Clustering and cell-type-specific peak calling of the developing zebrafish embryos

(A) Heatmap of marker genes using gene score matrix in the developing zebrafish embryos.

(B) Bar plots show the distribution of cell-type-specific peaks across the genome.

(C) Clustering visualization and annotations of snATAC-seq data.

Part 3: Motif database construction, motif enrichment, and TF footprinting analysis

Timing: 6–24 h

It is necessary to construct a zebrafish-specific motif database for the accurate scanning of DNA sequences and identification of positions that match the specified motifs in the database, enabling further motif enrichment and TF footprinting analysis. To construct the database, we need to convert the PWM (Position Weight Matrix) matrices downloaded from the CIS-BP (Catalog of Inferred Sequence Binding Preferences) database¹⁰ into PWMatrixList objects utilizing TFBSTools.

6.
Downloaded TF_Information_all_motifs_plus.txt and pwms_all_motifs of zebrafish from CIS-BP database and read the TF_Information_all_motifs_plus.txt.

># For constructing PWMatrixList objects

>library(TFBSTools)

># For reading txt file separated by "\t" in the next step

>library(readr)

># Extract transcription factors information

>TF_Information=read_delim("MotifSet/TF_Information_all_motifs_plus.txt",delim = "\t",escape_double = FALSE, trim_ws = TRUE)

>TF_Information=TF_Information[TF_Information$Motif_ID != ".",]

>TF_Information=TF_Information[TF_Information$Motif_ID != "NA",]

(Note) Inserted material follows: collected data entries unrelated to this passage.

//! Core genomic-site value types.
//!
//! A [`Site`] identifies one candidate editing position by
//! (chromosome, position, reference base, alternate base) and serializes as
//! the canonical `Chr:Pos:Ref>Alt` key used in every matrix contract. Keeping
//! the components in a value type (rather than a string key) makes the
//! canonical-change invariant checkable before a site ever enters a matrix
//! and removes the parse-round-trip step from every downstream join.

use crate::core::errors::{EdquantError, Result};
use std::fmt;
use std::str::FromStr;

/// One candidate RNA-editing site.
#[derive(Debug, Clone, PartialEq, Eq, PartialOrd, Ord, Hash)]
pub struct Site {
    pub chrom: String,
    pub pos: u64,
    pub ref_base: char,
    pub alt_base: char,
}

impl Site {
    pub fn new(chrom: impl Into<String>, pos: u64, ref_base: char, alt_base: char) -> Self {
        Site {
            chrom: chrom.into(),
            pos,
            ref_base: ref_base.to_ascii_uppercase(),
            alt_base: alt_base.to_ascii_uppercase(),
        }
    }

    /// The canonical RNA-editing signature: A>G on the plus strand or its
    /// minus-strand mirror T>C. Every retention path in the pipeline goes
    /// through this predicate.
    pub fn is_canonical(&self) -> bool {
        matches!(
            (self.ref_base, self.alt_base),
            ('A', 'G') | ('T', 'C')
        )
    }

}

impl fmt::Display for Site {
    fn fmt(&self, f: &mut fmt::Formatter<'_>) -> fmt::Result {
        write!(
            f,
            "{}:{}:{}>{}",
            self.chrom, self.pos, self.ref_base, self.alt_base
        )
    }
}

impl FromStr for Site {
    type Err = EdquantError;

    fn from_str(s: &str) -> Result<Self> {
        let mut parts = s.splitn(3, ':');
        let chrom = parts.next().unwrap_or("");
        let pos = parts.next().unwrap_or("");
        let change = parts.next().unwrap_or("");
        let (ref_s, alt_s) = change.split_once('>').ok_or_else(|| {
            EdquantError::Parse(format!("Invalid site key (expected Chr:Pos:Ref>Alt): {}", s))
        })?;
        if chrom.is_empty() || ref_s.len() != 1 || alt_s.len() != 1 {
            return Err(EdquantError::Parse(format!(
                "Invalid site key (expected Chr:Pos:Ref>Alt): {}",
                s
            )));
        }
        let pos = pos
            .parse::<u64>()
            .map_err(|_| EdquantError::Parse(format!("Invalid position in site key: {}", s)))?;
        Ok(Site::new(
            chrom,
            pos,
            ref_s.chars().next().unwrap_or('N'),
            alt_s.chars().next().unwrap_or('N'),
        ))
    }
}

/// Cohort-wide QC verdict for a site, recorded in the phase-4 matrix and
/// gating all population-level aggregation.
#[derive(Debug, Clone, Copy, PartialEq, Eq)]
pub enum GlobalFilterStatus {
    Pass,
    SjFiltered,
    GermlineSnp,
    GtfError,
    BamError,
}

impl fmt::Display for GlobalFilterStatus {
    fn fmt(&self, f: &mut fmt::Formatter<'_>) -> fmt::Result {
        let token = match self {
            GlobalFilterStatus::Pass => "PASS",
            GlobalFilterStatus::SjFiltered => "SJ_Filtered",
            GlobalFilterStatus::GermlineSnp => "GermlineSNP",
            GlobalFilterStatus::GtfError => "GTF_Error",
            GlobalFilterStatus::BamError => "BAM_Error",
        };
        write!(f, "{}", token)
    }
}

impl FromStr for GlobalFilterStatus {
    type Err = EdquantError;

    fn from_str(s: &str) -> Result<Self> {
        match s {
            "PASS" => Ok(GlobalFilterStatus::Pass),
            "SJ_Filtered" => Ok(GlobalFilterStatus::SjFiltered),
            "GermlineSNP" => Ok(GlobalFilterStatus::GermlineSnp),
            "GTF_Error" => Ok(GlobalFilterStatus::GtfError),
            "BAM_Error" => Ok(GlobalFilterStatus::BamError),
            other => Err(EdquantError::Parse(format!(
                "Unknown GlobalFilterStatus: {}",
                other
            ))),
        }
    }
}

/// Per-cell-type quantification status.
#[derive(Debug, Clone, Copy, PartialEq, Eq)]
pub enum CellQc {
    Pass,
    LowCoverage,
    BamError,
}

impl fmt::Display for CellQc {
    fn fmt(&self, f: &mut fmt::Formatter<'_>) -> fmt::Result {
        let token = match self {
            CellQc::Pass => "PASS",
            CellQc::LowCoverage => "LowCoverage",
            CellQc::BamError => "BAM_Error",
        };
        write!(f, "{}", token)
    }
}

#[cfg(test)]
mod tests {
    use super::*;

    #[test]
    fn test_site_display_round_trip() {
        let site = Site::new("1", 1000, 'A', 'G');
        assert_eq!(site.to_string(), "1:1000:A>G");
        assert_eq!("1:1000:A>G".parse::<Site>().unwrap(), site);
    }

    #[test]
    fn test_site_parse_rejects_malformed() {
        assert!("1:1000".parse::<Site>().is_err());
        assert!("1:xyz:A>G".parse::<Site>().is_err());
        assert!("1:1000:AG".parse::<Site>().is_err());
        assert!(":1000:A>G".parse::<Site>().is_err());
    }

    #[test]
    fn test_canonical_signature() {
        assert!(Site::new("1", 1, 'A', 'G').is_canonical());
        assert!(Site::new("1", 1, 'T', 'C').is_canonical());
        assert!(!Site::new("1", 1, 'C', 'T').is_canonical());
        assert!(!Site::new("1", 1, 'G', 'A').is_canonical());
        assert!(!Site::new("1", 1, 'A', 'C').is_canonical());
    }

    #[test]
    fn test_site_ordering_is_total() {
        let mut sites = vec![
            Site::new("2", 5, 'A', 'G'),
            Site::new("1", 10, 'T', 'C'),
            Site::new("1", 2, 'A', 'G'),
        ];
        sites.sort();
        assert_eq!(sites[0].to_string(), "1:2:A>G");
        assert_eq!(sites[1].to_string(), "1:10:T>C");
        assert_eq!(sites[2].to_string(), "2:5:A>G");
    }

    #[test]
    fn test_status_tokens_round_trip() {
        for status in [
            GlobalFilterStatus::Pass,
            GlobalFilterStatus::SjFiltered,
            GlobalFilterStatus::GermlineSnp,
            GlobalFilterStatus::GtfError,
            GlobalFilterStatus::BamError,
        ] {
            let token = status.to_string();
            assert_eq!(token.parse::<GlobalFilterStatus>().unwrap(), status);
        }
    }
}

>TF_Information=TF_Information[TF_Information$TF_Name != "NA",]

Note: Here is a more detailed instruction for downloading TF_Information_all_motifs_plus.txt and pwms_all_motifs: first open the CIS-BP database website: http://cisbp2.ccbr.utoronto.ca/index.php. On the homepage of the website, navigate to the “bulk downloads” section. In the “Selection” dropdown menu, choose “Danio rerio” as the species the user is interested in. Click on the “Download Species Archive!” button to initiate the download. The TF_Information_all_motifs_plus.txt and pwms_all_motifs is contained within the downloaded zip archive. Make sure to provide the actual path of the TF_Information_all_motifs_plus.txt file based on the folder where it was extracted on your computer when reading the TF_Information_all_motifs_plus.txt.

7.
Convert the PPM (position probability matrix) to PWM (position weight matrix) and then convert them into PWMatrixList objects.

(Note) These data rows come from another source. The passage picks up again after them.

//! FDR correction and lead-variant selection over association-test results.

use anyhow::Result;
use log::info;
use std::path::PathBuf;
use structopt::StructOpt;

use crate::commands::common::validate_fraction;
use edquant_lib::core::errors::EdquantError;
use edquant_lib::fdr::{
    correct_family, load_result_family, select_lead_variants, write_corrected_table,
    CorrectedRow, ResultColumns,
};

#[derive(StructOpt, Debug)]
#[structopt(name = "correct")]
pub struct CorrectArgs {
    /// Primary association result files (whitespace/tab separated,
    /// gzip-optional)
    #[structopt(long, parse(from_os_str), required = true, min_values = 1)]
    pub results: Vec<PathBuf>,

    /// Secondary result family (e.g. index-level tests)
    #[structopt(long, parse(from_os_str))]
    pub secondary: Vec<PathBuf>,

    /// Correct the primary and secondary families jointly as one hypothesis
    /// family instead of per-family
    #[structopt(long)]
    pub pool: bool,

    /// Significance threshold: a row is significant iff q-value < threshold
    #[structopt(long, default_value = "0.05")]
    pub fdr_threshold: f64,

    /// 0-based column index of the feature identifier
    #[structopt(long, default_value = "0")]
    pub feature_col: usize,

    /// 0-based column index of the variant identifier
    #[structopt(long, default_value = "1")]
    pub variant_col: usize,

    /// 0-based column index of the empirical p-value (default: last field)
    #[structopt(long)]
    pub pvalue_col: Option<usize>,

    /// Directory for the corrected and lead-variant tables
    #[structopt(long, parse(from_os_str))]
    pub output_dir: PathBuf,
}

impl CorrectArgs {
    pub fn validate(&self) -> Result<(), EdquantError> {
        validate_fraction("fdr_threshold", self.fdr_threshold)
    }
}

pub fn run_correct(args: CorrectArgs) -> Result<()> {
    args.validate()?;
    let columns = ResultColumns {
        feature: args.feature_col,
        variant: args.variant_col,
        pvalue: args.pvalue_col,
    };

    let primary = load_result_family(&args.results, &columns, "primary");
    let secondary = load_result_family(&args.secondary, &columns, "secondary");
    let n_primary = primary.len();
    let n_secondary = secondary.len();
    if n_primary + n_secondary == 0 {
        return Err(
            EdquantError::EmptyData("No valid association results loaded".to_string()).into(),
        );
    }

    let pooled = args.pool || n_secondary == 0;
    let corrected: Vec<CorrectedRow> = if pooled {
        let mut all = primary;
        all.extend(secondary);
        info!(
            "Applying BH FDR correction on {} pooled tests",
            all.len()
        );
        correct_family(all, args.fdr_threshold)
    } else {
        info!(
            "Applying BH FDR correction per family ({} primary, {} secondary tests)",
            n_primary, n_secondary
        );
        let mut all = correct_family(primary, args.fdr_threshold);
        all.extend(correct_family(secondary, args.fdr_threshold));
        all
    };

    let n_significant = corrected.iter().filter(|r| r.significant).count();
    info!(
        "{} of {} tests significant at q < {}",
        n_significant,
        corrected.len(),
        args.fdr_threshold
    );

    let leads = select_lead_variants(&corrected);
    info!("{} unique lead variants identified", leads.len());

    let metadata = vec![
        format!(
            "correction: benjamini-hochberg, mode={}, threshold={}",
            if pooled { "pooled" } else { "per-family" },
            args.fdr_threshold
        ),
        format!(
            "tests: total={}, primary={}, secondary={}",
            n_primary + n_secondary,
            n_primary,
            n_secondary
        ),
    ];

    std::fs::create_dir_all(&args.output_dir).map_err(EdquantError::Io)?;
    let full_path = args.output_dir.join("full_corrected.tsv");
    write_corrected_table(&full_path, &metadata, &corrected)?;
    info!("Full corrected table saved to {}", full_path.display());

    let lead_path = args.output_dir.join("lead_variants.tsv");
    write_corrected_table(&lead_path, &metadata, &leads)?;
    info!("Lead-variant table saved to {}", lead_path.display());
    Ok(())
}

># List all text files giving the frequency of each base at each position in the motif in the "MotifSet/pwms_all_motifs/" directory.Each file is named by its Motif_ID.

>pwms_matrix=list.files("MotifSet/pwms_all_motifs/")

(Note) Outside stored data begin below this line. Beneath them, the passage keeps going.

//! Representative-site selection: reduce the population matrix to one site
//! per (Gene, CellType) feature: the site with the highest population median
//! raw editing ratio.

use crate::collate::PopulationMatrix;
use crate::core::errors::{EdquantError, Result};
use crate::core::io::{format_optional_f64, get_raw_writer, get_reader, parse_optional_f64};
use log::info;
use std::collections::BTreeMap;
use std::io::Write;
use std::path::Path;

/// Median of the defined values in a row, `None` when every value is missing.
pub fn row_median(values: &[Option<f64>]) -> Option<f64> {
    let mut observed: Vec<f64> = values.iter().filter_map(|v| *v).collect();
    if observed.is_empty() {
        return None;
    }
    observed.sort_by(|a, b| a.partial_cmp(b).unwrap_or(std::cmp::Ordering::Equal));
    let mid = observed.len() / 2;
    if observed.len() % 2 == 1 {
        Some(observed[mid])
    } else {
        Some((observed[mid - 1] + observed[mid]) / 2.0)
    }
}

/// Count of defined values in a row.
pub fn observed_count(values: &[Option<f64>]) -> usize {
    values.iter().filter(|v| v.is_some()).count()
}

/// Drop rows observed in fewer than `min_samples` individuals. Runs before
/// selection when configured.
pub fn apply_sample_filter(matrix: &mut PopulationMatrix, min_samples: usize) {
    let before = matrix.n_rows();
    matrix
        .rows
        .retain(|_, values| observed_count(values) >= min_samples);
    info!(
        "Sample size filter (N >= {}): {} -> {} rows",
        min_samples,
        before,
        matrix.n_rows()
    );
}

/// The selected feature matrix: `Gene__CellType` rows × individual columns.
#[derive(Debug, Default)]
pub struct FeatureMatrix {
    pub individuals: Vec<String>,
    pub rows: BTreeMap<String, Vec<Option<f64>>>,
}

impl FeatureMatrix {
    /// Serialize as TSV with the given identifier header (`FeatureID` for
    /// selection output, `feature_id` for the association tool's phenotype).
    pub fn write(&self, path: &Path, id_header: &str) -> Result<()> {
        let mut writer = get_raw_writer(path)?;
        write!(writer, "{}", id_header)?;
        for individual in &self.individuals {
            write!(writer, "\t{}", individual)?;
        }
        writeln!(writer)?;
        for (feature_id, values) in &self.rows {
            write!(writer, "{}", feature_id)?;
            for value in values {
                write!(writer, "\t{}", format_optional_f64(*value))?;
            }
            writeln!(writer)?;
        }
        writer.flush()?;
        Ok(())
    }

    /// Load a feature matrix (selection output or any feature × individual
    /// TSV with an identifier first column).
    pub fn read(path: &Path) -> Result<Self> {
        let mut reader = get_reader(path, true, true)?;
        let headers = reader.headers()?.clone();
        if headers.len() < 2 {
            return Err(EdquantError::Parse(format!(
                "Feature matrix {} needs an identifier column and at least one individual",
                path.display()
            )));
        }
        let individuals: Vec<String> = headers.iter().skip(1).map(|h| h.to_string()).collect();
        let mut rows = BTreeMap::new();
        for record in reader.records() {
            let record = record?;
            let feature_id = record.get(0).unwrap_or("").to_string();
            if feature_id.is_empty() {
                continue;
            }
            let values: Vec<Option<f64>> = (1..1 + individuals.len())
                .map(|idx| record.get(idx).and_then(parse_optional_f64))
                .collect();
            rows.insert(feature_id, values);
        }
        if rows.is_empty() {
            return Err(EdquantError::EmptyData(format!(
                "No rows loaded from feature matrix {}",
                path.display()
            )));
        }
        Ok(FeatureMatrix { individuals, rows })
    }
}

/// Select the representative site per (Gene, CellType).
///
/// Rows are visited in ascending (Site, Gene, CellType) key order; within a
/// group the strictly highest defined median wins and an exact tie keeps the
/// earlier row, so repeated runs over the same matrix are byte-identical.
/// Rows with no defined median never win; groups with none are omitted.
pub fn select_representatives(matrix: &PopulationMatrix) -> FeatureMatrix {
    let mut best: BTreeMap<String, (f64, &Vec<Option<f64>>)> = BTreeMap::new();
    for (key, values) in &matrix.rows {
        let median = match row_median(values) {
            Some(median) => median,
            None => continue,
        };
        let feature_id = format!("{}__{}", key.gene, key.cell_type);
        let replace = match best.get(&feature_id) {
            Some((current, _)) => median > *current,
            None => true,
        };
        if replace {
            best.insert(feature_id, (median, values));
        }
    }
    let rows = best
        .into_iter()
        .map(|(feature_id, (_, values))| (feature_id, values.clone()))
        .collect();
    FeatureMatrix {
        individuals: matrix.individuals.clone(),
        rows,
    }
}

#[cfg(test)]
mod tests {
    use super::*;
    use crate::collate::FeatureKey;

    fn matrix_with(rows: Vec<(&str, &str, &str, Vec<Option<f64>>)>) -> PopulationMatrix {
        let mut matrix = PopulationMatrix {
            individuals: vec!["I1".into(), "I2".into(), "I3".into()],
            rows: BTreeMap::new(),
        };
        for (site, gene, cell_type, values) in rows {
            matrix.rows.insert(
                FeatureKey {
                    site: site.parse().unwrap(),
                    gene: gene.to_string(),
                    cell_type: cell_type.to_string(),
                },
                values,
            );
        }
        matrix
    }

    #[test]
    fn test_row_median() {
        assert_eq!(row_median(&[Some(0.1), Some(0.3), Some(0.2)]), Some(0.2));
        assert_eq!(row_median(&[Some(0.1), None, Some(0.3)]), Some(0.2));
        assert_eq!(row_median(&[None, None]), None);
        assert_eq!(row_median(&[Some(0.4)]), Some(0.4));
    }

    #[test]
    fn test_highest_median_wins() {
        // Three APP/Bcell sites with medians 0.1, 0.3, 0.2: the 0.3 site
        // becomes APP__Bcell.
        let matrix = matrix_with(vec![
            ("1:100:A>G", "APP", "Bcell", vec![Some(0.1), Some(0.1), Some(0.1)]),
            ("1:200:A>G", "APP", "Bcell", vec![Some(0.3), Some(0.3), Some(0.3)]),
            ("1:300:A>G", "APP", "Bcell", vec![Some(0.2), Some(0.2), Some(0.2)]),
        ]);
        let features = select_representatives(&matrix);
        assert_eq!(features.rows.len(), 1);
        assert_eq!(
            features.rows["APP__Bcell"],
            vec![Some(0.3), Some(0.3), Some(0.3)]
        );
    }

    #[test]
    fn test_tie_break_keeps_first_key_order() {
        let matrix = matrix_with(vec![
            ("1:200:A>G", "APP", "Bcell", vec![Some(0.3), None, None]),
            ("1:100:A>G", "APP", "Bcell", vec![None, Some(0.3), None]),
        ]);
        let features = select_representatives(&matrix);
        // 1:100 sorts before 1:200 and ties at median 0.3: the earlier row
        // in key order is kept.
        assert_eq!(
            features.rows["APP__Bcell"],
            vec![None, Some(0.3), None]
        );
    }

    #[test]
    fn test_all_missing_row_cannot_win() {
        let matrix = matrix_with(vec![
            ("1:100:A>G", "APP", "Bcell", vec![None, None, None]),
            ("1:200:A>G", "APP", "Bcell", vec![Some(0.05), None, None]),
        ]);
        let features = select_representatives(&matrix);
        assert_eq!(
            features.rows["APP__Bcell"],
            vec![Some(0.05), None, None]
        );
    }

    #[test]
    fn test_group_with_no_defined_median_is_omitted() {
        let matrix = matrix_with(vec![
            ("1:100:A>G", "APP", "Bcell", vec![None, None, None]),
            ("2:100:T>C", "GRIA2", "Tcell", vec![Some(0.2), None, None]),
        ]);
        let features = select_representatives(&matrix);
        assert!(!features.rows.contains_key("APP__Bcell"));
        assert!(features.rows.contains_key("GRIA2__Tcell"));
    }

    #[test]
    fn test_sample_filter_drops_sparse_rows() {
        let mut matrix = matrix_with(vec![
            ("1:100:A>G", "APP", "Bcell", vec![Some(0.1), Some(0.2), None]),
            ("1:200:A>G", "APP", "Bcell", vec![Some(0.4), None, None]),
        ]);
        apply_sample_filter(&mut matrix, 2);
        assert_eq!(matrix.n_rows(), 1);
        let features = select_representatives(&matrix);
        // The sparse higher-median row was removed before selection.
        assert_eq!(
            features.rows["APP__Bcell"],
            vec![Some(0.1), Some(0.2), None]
        );
    }

    #[test]
    fn test_selector_is_deterministic() {
        let matrix = matrix_with(vec![
            ("1:100:A>G", "APP", "Bcell", vec![Some(0.3), Some(0.1), None]),
            ("1:200:A>G", "APP", "Bcell", vec![Some(0.2), Some(0.2), Some(0.2)]),
            ("2:100:T>C", "GRIA2", "Tcell", vec![Some(0.5), None, None]),
        ]);
        let first = select_representatives(&matrix);
        let second = select_representatives(&matrix);
        assert_eq!(first.rows, second.rows);
        assert_eq!(first.individuals, second.individuals);
    }
}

>motif_set=names(table(TF_Information$Motif_ID))

>pwmlist = list()

>mt = c()

>#Get PPM and convert the PPM to PWM

>for (motif in motif_set){

>pm = pwms_matrix[grep(motif,pwms_matrix)]

>if (length(pm) == 0){print(motif);next}

>pwms_m=read.table(paste0("MotifSet/pwms_all_motifs/",pm),header = T)

>if (nrow(pwms_m) == 0){print(motif);next}

>rownames(pwms_m) = pwms_m$Pos

>pwms_m1 = as.matrix(pwms_m[,-1])

>pwms_m1 = pwms_m1+0.008 # Use pseudo-counts to correcting the small number of counts or eliminating the zero values before log transformation

>pwms_m1 <- pwms_m1 / rowSums(pwms_m1) # Each position will sum to 1

>pwms_m1 = pwms_m1/0.25 # Normalization using the background letter frequencies as we assume that the content of the four nucleotides A, T, C, and G is equal in the genome.

>pwms_m1 = log(pwms_m1)

>motif = unlist(strsplit(motif,split = "_"))[1]

>mt = c(mt,motif)

>pwm <- PWMatrix(ID= motif,

>name= motif,

>matrixClass="Unknown", strand="∗",

>bg=c(A=0.25,C=0.25, G=0.25, T=0.25),

>tags=list(ensembl = motif),

>profileMatrix= matrix(pwms_m1,byrow=TRUE,

>nrow = 4,

>dimnames=list(c("A", "C", "G", "T"))))

>pwmlist = c(pwmlist,list(pwm)) # construct PWMatrix objects

># Construct PWMatrixList objects

>PWMListM = do.call(PWMatrixList,pwmlist)

>names(PWMListM) = mt

>save(PWMListM,file = "MotifSet/MotifSet_noTF.rda")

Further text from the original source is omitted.